WHAT THE EXERCISE ASKS
For the listing that follows, report how many lines contain the word "same", giving the number and no other text.
BEGIN RECORDS PROVIDED
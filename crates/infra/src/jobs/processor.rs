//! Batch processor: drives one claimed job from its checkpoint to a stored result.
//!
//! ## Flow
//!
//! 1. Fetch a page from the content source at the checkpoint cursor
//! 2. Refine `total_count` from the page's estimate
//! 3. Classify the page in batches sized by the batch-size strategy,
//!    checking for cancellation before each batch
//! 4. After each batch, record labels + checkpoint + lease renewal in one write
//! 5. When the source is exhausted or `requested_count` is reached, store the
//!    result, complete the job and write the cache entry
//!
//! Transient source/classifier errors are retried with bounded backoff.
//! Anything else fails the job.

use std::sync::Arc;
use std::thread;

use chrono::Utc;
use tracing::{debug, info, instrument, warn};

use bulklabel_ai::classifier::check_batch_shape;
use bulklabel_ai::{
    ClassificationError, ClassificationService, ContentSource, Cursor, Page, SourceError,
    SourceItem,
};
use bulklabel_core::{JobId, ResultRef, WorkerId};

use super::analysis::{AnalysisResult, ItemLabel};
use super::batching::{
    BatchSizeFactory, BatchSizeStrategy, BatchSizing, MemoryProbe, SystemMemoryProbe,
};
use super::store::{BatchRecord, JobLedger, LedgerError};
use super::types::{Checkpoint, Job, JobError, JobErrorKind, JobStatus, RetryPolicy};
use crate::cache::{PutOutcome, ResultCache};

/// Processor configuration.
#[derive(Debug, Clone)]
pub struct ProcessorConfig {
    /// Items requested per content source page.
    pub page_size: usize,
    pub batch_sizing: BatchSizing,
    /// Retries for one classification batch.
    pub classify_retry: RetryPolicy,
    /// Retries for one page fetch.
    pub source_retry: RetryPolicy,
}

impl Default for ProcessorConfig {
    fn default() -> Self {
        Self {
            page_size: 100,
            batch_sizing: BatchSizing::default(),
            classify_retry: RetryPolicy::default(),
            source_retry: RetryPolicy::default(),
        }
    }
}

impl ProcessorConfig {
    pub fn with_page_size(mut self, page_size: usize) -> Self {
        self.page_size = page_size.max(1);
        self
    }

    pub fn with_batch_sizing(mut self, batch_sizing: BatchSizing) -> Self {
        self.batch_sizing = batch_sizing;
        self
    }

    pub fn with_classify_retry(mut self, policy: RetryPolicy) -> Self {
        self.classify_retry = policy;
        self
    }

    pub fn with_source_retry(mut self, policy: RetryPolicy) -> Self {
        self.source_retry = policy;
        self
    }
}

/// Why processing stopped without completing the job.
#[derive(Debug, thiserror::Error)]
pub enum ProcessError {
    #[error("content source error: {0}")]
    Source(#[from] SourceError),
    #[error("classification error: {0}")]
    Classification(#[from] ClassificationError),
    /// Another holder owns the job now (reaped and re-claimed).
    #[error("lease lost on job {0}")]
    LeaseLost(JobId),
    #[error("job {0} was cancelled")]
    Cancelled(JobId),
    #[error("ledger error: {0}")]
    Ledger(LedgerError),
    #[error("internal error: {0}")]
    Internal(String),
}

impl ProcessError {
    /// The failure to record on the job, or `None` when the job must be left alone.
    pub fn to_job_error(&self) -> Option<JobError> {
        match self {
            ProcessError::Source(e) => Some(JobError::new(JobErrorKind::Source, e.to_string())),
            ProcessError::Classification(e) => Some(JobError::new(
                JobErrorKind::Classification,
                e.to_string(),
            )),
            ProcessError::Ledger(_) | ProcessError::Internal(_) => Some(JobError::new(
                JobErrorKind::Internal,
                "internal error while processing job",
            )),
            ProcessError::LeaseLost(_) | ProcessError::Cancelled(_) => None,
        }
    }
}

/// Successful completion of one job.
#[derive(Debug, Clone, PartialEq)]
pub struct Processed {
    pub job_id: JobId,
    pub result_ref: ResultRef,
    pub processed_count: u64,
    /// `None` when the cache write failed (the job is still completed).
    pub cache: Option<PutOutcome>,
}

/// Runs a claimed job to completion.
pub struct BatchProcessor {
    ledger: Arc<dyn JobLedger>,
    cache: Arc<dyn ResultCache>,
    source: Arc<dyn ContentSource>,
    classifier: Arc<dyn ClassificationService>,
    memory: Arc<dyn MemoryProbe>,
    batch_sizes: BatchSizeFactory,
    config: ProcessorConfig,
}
END RECORDS PROVIDED
BEGIN RECORDS PROVIDED
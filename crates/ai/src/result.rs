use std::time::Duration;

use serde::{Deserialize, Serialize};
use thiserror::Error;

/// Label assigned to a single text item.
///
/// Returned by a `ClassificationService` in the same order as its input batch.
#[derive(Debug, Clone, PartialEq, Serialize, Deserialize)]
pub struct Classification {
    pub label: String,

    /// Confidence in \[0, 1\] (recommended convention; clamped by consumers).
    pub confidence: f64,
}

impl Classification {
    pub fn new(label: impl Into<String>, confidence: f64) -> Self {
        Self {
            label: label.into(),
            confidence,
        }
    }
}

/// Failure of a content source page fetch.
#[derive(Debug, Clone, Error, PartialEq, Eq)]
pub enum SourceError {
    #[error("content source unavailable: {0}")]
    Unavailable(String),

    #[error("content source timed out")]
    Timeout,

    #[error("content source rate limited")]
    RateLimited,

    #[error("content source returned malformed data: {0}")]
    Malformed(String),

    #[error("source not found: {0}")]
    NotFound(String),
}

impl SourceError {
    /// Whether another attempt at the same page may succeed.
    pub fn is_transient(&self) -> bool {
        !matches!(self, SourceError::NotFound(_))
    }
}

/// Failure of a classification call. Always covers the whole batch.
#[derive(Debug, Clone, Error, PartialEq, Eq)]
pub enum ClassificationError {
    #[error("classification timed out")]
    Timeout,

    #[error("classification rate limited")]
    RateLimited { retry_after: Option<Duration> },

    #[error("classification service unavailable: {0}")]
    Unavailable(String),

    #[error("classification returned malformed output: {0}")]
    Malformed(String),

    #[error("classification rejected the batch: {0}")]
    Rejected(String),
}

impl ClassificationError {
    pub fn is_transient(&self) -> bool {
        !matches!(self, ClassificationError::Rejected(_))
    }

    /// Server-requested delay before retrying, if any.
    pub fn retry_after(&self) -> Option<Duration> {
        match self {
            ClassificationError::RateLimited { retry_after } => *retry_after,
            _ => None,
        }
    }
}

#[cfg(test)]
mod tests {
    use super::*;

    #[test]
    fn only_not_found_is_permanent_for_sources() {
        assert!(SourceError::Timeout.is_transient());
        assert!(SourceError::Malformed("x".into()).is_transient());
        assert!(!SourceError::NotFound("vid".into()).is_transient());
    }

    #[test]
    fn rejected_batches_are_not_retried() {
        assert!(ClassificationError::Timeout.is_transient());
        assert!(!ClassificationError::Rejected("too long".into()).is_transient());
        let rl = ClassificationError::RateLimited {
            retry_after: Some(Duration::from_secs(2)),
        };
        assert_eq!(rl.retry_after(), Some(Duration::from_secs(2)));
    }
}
END RECORDS PROVIDED
BEGIN RECORDS PROVIDED
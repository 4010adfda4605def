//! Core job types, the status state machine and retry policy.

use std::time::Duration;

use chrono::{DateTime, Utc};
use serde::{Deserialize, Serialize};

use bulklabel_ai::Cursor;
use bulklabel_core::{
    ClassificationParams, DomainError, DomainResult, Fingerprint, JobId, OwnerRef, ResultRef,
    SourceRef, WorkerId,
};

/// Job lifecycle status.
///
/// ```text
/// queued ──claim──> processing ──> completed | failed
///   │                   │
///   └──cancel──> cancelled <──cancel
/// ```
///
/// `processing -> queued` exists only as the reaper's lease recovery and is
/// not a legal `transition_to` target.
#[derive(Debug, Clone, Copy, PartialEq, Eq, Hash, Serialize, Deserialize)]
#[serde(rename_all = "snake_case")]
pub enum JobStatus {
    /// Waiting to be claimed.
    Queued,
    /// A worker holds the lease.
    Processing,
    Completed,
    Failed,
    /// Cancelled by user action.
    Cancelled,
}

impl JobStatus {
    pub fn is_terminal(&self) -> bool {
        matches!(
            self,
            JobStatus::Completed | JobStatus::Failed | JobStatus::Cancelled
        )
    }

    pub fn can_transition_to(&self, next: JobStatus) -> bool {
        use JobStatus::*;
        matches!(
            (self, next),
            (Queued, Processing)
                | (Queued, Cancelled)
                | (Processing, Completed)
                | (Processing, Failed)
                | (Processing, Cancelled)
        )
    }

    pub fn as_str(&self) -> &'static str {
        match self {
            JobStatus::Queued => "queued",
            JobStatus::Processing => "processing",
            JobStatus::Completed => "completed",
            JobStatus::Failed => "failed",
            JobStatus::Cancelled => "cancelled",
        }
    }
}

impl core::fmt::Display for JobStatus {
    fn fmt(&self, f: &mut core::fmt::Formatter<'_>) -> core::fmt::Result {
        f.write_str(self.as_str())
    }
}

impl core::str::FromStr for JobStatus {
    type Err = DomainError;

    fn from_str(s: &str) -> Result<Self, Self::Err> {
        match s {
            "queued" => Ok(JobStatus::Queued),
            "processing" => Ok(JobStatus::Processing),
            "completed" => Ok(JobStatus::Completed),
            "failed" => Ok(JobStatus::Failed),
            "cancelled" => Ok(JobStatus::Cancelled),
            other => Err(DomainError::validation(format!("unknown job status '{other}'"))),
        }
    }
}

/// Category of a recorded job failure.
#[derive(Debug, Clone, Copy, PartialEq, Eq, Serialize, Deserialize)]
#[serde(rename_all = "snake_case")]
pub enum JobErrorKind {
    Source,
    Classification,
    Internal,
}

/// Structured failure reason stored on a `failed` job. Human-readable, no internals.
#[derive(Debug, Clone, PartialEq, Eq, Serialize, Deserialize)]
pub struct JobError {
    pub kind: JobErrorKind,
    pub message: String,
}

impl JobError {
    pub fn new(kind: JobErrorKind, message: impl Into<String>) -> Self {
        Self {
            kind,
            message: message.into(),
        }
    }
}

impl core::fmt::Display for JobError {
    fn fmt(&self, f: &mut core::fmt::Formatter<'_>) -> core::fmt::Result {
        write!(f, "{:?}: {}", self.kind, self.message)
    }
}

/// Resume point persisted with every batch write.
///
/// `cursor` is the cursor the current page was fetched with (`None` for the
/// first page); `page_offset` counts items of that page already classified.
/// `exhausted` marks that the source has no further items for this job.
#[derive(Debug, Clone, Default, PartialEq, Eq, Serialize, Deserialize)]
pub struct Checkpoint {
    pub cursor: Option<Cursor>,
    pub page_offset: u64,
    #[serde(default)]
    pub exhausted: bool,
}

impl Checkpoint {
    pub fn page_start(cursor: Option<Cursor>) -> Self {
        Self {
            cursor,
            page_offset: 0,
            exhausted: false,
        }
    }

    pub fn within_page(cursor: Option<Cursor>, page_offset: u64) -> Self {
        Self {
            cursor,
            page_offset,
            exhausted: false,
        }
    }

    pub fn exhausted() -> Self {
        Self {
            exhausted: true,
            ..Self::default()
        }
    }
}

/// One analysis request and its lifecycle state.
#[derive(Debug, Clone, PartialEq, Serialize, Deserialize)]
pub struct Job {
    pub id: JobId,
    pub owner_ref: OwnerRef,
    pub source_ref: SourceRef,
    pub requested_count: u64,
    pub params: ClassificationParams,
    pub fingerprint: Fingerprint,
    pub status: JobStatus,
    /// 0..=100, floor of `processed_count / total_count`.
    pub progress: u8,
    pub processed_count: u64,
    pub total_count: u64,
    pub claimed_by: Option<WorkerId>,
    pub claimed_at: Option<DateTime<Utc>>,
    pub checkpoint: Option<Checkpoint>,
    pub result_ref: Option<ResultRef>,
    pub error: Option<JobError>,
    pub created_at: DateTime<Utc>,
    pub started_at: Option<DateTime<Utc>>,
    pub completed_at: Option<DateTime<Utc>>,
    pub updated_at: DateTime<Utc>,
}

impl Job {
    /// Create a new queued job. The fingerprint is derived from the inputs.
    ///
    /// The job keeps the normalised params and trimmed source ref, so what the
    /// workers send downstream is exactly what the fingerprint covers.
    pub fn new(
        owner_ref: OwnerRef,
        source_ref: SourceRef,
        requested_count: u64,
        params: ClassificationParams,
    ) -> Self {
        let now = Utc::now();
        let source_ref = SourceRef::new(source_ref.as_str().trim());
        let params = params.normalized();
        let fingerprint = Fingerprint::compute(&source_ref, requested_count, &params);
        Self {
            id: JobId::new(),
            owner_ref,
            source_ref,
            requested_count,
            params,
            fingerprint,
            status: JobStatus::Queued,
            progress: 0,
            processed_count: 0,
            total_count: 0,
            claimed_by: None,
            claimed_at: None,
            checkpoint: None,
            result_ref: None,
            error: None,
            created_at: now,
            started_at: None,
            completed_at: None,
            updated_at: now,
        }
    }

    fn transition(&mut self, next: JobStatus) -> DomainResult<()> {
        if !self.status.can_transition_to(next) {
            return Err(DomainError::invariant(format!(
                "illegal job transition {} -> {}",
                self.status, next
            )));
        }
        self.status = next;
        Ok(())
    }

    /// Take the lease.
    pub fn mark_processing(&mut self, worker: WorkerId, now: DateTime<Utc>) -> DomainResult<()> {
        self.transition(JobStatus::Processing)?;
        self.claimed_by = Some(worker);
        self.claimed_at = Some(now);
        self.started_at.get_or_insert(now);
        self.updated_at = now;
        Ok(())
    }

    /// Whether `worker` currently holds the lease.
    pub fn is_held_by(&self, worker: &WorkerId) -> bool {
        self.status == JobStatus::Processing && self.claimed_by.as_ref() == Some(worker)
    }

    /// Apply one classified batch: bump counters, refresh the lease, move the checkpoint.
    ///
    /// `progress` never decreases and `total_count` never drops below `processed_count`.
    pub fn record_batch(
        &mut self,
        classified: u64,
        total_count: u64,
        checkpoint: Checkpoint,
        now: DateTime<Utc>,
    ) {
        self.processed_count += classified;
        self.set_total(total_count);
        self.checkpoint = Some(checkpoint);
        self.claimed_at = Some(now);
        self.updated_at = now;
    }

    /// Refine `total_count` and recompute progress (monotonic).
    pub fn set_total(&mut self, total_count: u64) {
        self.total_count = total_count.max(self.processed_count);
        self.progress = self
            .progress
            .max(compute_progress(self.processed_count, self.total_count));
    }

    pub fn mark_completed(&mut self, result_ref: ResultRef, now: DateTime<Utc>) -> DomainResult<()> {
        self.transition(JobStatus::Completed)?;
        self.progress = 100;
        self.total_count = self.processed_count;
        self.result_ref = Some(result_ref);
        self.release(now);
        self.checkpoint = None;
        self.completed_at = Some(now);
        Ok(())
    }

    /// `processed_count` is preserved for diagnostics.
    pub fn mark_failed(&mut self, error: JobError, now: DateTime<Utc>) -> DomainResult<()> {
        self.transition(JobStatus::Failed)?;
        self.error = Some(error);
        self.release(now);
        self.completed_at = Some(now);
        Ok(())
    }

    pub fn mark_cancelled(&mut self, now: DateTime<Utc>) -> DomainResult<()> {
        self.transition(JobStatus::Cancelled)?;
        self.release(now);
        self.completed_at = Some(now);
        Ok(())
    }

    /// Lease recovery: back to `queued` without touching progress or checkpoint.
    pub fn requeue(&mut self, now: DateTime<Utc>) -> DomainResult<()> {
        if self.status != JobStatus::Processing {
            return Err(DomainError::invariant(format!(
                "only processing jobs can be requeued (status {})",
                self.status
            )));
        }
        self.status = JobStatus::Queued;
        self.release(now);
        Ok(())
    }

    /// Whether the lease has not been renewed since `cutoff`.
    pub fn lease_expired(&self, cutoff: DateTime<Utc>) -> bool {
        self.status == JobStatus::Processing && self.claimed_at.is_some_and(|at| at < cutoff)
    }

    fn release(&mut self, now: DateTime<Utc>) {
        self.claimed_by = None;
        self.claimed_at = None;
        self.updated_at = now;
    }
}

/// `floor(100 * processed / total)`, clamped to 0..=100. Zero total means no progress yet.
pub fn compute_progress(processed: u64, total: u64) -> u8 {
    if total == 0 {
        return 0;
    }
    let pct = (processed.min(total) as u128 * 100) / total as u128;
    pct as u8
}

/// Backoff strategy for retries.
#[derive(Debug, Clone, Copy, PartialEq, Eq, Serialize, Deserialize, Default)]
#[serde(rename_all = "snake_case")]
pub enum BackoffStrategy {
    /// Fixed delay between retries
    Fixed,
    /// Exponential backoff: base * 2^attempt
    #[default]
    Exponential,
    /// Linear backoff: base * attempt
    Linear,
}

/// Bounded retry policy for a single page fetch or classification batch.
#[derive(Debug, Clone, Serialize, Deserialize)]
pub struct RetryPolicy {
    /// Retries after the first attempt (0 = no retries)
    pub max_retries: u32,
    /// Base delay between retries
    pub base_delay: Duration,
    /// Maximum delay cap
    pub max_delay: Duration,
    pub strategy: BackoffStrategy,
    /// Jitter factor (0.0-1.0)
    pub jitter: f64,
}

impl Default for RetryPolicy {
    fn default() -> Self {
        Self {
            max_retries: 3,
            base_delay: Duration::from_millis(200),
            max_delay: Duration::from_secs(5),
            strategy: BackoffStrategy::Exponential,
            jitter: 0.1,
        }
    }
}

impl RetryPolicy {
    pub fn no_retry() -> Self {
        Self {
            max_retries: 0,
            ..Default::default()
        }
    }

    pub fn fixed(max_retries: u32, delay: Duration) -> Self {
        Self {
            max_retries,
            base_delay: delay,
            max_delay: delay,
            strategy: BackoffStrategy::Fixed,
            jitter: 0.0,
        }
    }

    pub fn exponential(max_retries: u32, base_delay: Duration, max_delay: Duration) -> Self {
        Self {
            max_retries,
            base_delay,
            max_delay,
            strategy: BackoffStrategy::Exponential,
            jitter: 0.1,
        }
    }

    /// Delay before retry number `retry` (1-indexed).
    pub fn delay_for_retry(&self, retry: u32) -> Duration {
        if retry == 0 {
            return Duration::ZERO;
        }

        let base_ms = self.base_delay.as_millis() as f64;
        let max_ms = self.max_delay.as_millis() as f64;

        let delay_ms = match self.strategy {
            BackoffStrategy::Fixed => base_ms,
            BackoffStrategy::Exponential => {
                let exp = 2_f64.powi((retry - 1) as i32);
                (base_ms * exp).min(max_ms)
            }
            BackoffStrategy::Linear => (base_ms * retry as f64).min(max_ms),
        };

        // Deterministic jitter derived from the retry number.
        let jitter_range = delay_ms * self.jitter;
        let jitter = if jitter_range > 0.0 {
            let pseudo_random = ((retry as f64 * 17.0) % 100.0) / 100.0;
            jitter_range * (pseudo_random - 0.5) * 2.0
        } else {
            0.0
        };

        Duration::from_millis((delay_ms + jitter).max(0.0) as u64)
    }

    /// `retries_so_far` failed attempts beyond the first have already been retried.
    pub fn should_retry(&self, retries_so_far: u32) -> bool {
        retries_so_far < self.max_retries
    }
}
END RECORDS PROVIDED
EXERCISE SOLUTION
2